Follow the 85 /15 rule.  This means 85% of my food is whole and healthy and 15% is not.  This means I can have a snack or junk food if I really want it as long as the rest of the day I eat healthily.  I try and have one "treat" a day.  Some days it is really healthy and some days it is one scoop of Ben and Jerrys'.

Eat fruits and veggies.  Fruits and veggies have all those nutrients that my body needs to function and thrive.  Most of them are antioxidants in their own right.  Every member of the edible plant kingdom has some health benefit that contributes to your wellbeing.

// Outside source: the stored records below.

//! Byte-level scanning helpers for LaTeX source
//!
//! All helpers work on `doc.as_bytes()` with an exclusive `end` bound, so a
//! scan never runs past the region it was asked to look at.

use phf::{phf_map, phf_set};

use crate::utils::changes::Range;

/// Rule commands, with the number of required `{}` arguments
pub static RULE_COMMANDS: phf::Map<&'static str, usize> = phf_map! {
    "hline" => 0,
    "cline" => 1,
    "toprule" => 0,
    "midrule" => 0,
    "bottomrule" => 0,
    "cmidrule" => 1,
};

/// Float environments that may carry a caption for the tabular inside
pub static FLOAT_ENVIRONMENTS: phf::Set<&'static str> = phf_set! {
    "table",
    "table*",
    "sidewaystable",
    "wraptable",
};

/// Width of the UTF-8 sequence starting with `lead`
pub fn char_width(lead: u8) -> usize {
    match lead {
        0x00..=0x7F => 1,
        0xC0..=0xDF => 2,
        0xE0..=0xEF => 3,
        _ => 4,
    }
}

pub fn skip_whitespace(bytes: &[u8], mut pos: usize, end: usize) -> usize {
    while pos < end && bytes[pos].is_ascii_whitespace() {
        pos += 1;
    }
    pos
}

/// Position of the line break ending the line at `pos` (or `end`)
pub fn line_end(bytes: &[u8], mut pos: usize, end: usize) -> usize {
    while pos < end && bytes[pos] != b'\n' {
        pos += 1;
    }
    pos
}

/// End of the control sequence whose backslash is at `pos`
///
/// Letters form a name (`\hline`); anything else is a one-symbol sequence
/// (`\\`, `\&`, `\%`).
pub fn command_name_end(bytes: &[u8], pos: usize, end: usize) -> usize {
    let mut i = pos + 1;
    while i < end && bytes[i].is_ascii_alphabetic() {
        i += 1;
    }
    if i == pos + 1 && i < end {
        i += char_width(bytes[i]);
    }
    i.min(end)
}

/// Index of the `}` matching the `{` at `open`
pub fn find_group_end(bytes: &[u8], open: usize, end: usize) -> Option<usize> {
    let mut depth = 0usize;
    let mut i = open;
    while i < end {
        match bytes[i] {
            b'\\' => {
                i += 2;
                continue;
            }
            b'{' => depth += 1,
            b'}' => {
                depth = depth.saturating_sub(1);
                if depth == 0 {
                    return Some(i);
                }
            }
            _ => {}
        }
        i += 1;
    }
    None
}

/// End of an optional `[...]` or `(...)` group starting exactly at `pos`
pub fn optional_group_end(bytes: &[u8], pos: usize, end: usize) -> Option<usize> {
    let close = match bytes.get(pos) {
        Some(b'[') if pos < end => b']',
        Some(b'(') if pos < end => b')',
        _ => return None,
    };
    let mut i = pos + 1;
    while i < end && bytes[i] != close {
        i += 1;
    }
    (i < end).then_some(i + 1)
}

/// End of a command's arguments
///
/// Optional `(..)`/`[..]` groups must directly follow the name (as in
/// `\cmidrule(lr){2-3}` or `\caption[short]{long}`); the `required` brace
/// groups may be preceded by whitespace. Trailing whitespace is not included.
pub fn command_end(bytes: &[u8], name_end: usize, end: usize, required: usize) -> usize {
    let mut pos = name_end;
    while let Some(next) = optional_group_end(bytes, pos, end) {
        pos = next;
    }
    for _ in 0..required {
        let open = skip_whitespace(bytes, pos, end);
        if open >= end || bytes[open] != b'{' {
            break;
        }
        match find_group_end(bytes, open, end) {
            Some(close) => pos = close + 1,
            None => return end,
        }
    }
    pos
}

/// `from..to` without surrounding whitespace; blank text gives a cursor at `from`
pub fn trimmed_range(doc: &str, from: usize, to: usize) -> Range {
    let text = &doc[from..to];
    let trimmed_start = text.trim_start();
    if trimmed_start.is_empty() {
        return Range::cursor(from);
    }
    let lead = text.len() - trimmed_start.len();
    let trail = text.len() - text.trim_end().len();
    Range::new(from + lead, to - trail)
}

/// Whether `pos` sits after an unescaped `%` on its line
pub fn is_commented(doc: &str, pos: usize) -> bool {
    let bytes = doc.as_bytes();
    let start = doc[..pos].rfind('\n').map(|i| i + 1).unwrap_or(0);
    let mut i = start;
    while i < pos {
        match bytes[i] {
            b'\\' => i += 2,
            b'%' => return true,
            _ => i += 1,
        }
    }
    false
}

Eat nuts (unless you are allergic).  Nuts are one of those superfood powerhouses that provide protein, fiber and good fats.  They also are filling and chock full of vitamins and minerals.  Almonds, pistachios, walnuts, cashews, pecans, macadamia nuts, brazil nuts,  hazelnuts and peanuts are the nuts that pack the most punch.

Move as much as you can.  When I was chained to my desk, moving was hard.  I would swivel and twist in my chair to give my core a workout.   I would hold my feet off the ground to engage my core.  I would do whatever I could to move a bit even though I was sitting for hours on end.  Belly circles are another thing I would do that no one could tell I was doing.  There was always something I could do.

Now that I'm not chained to my desk, it is relatively easy to get up every hour and do something.  I can do chores in between work and I've made time to work out.  But I understand, in this case, not everyone can do that.  

I know this can be hard.  It is always hard for me.  That is why I am going for a sustainable process.  I want to create changes that you can keep doing that allow you to reach your goals within the limits of your lifestyle.  Sometimes that can be as easy as parking farther away from the supermarket or setting a timer that gets you up every hour during the day.

Don't forget doing chores is moving.  On laundry days I am amazed by the number of steps I get.  There is a lot of movement in cooking or doing dishes.  Don't sell yourself short, those chores really add up to creating a healthy lifestyle.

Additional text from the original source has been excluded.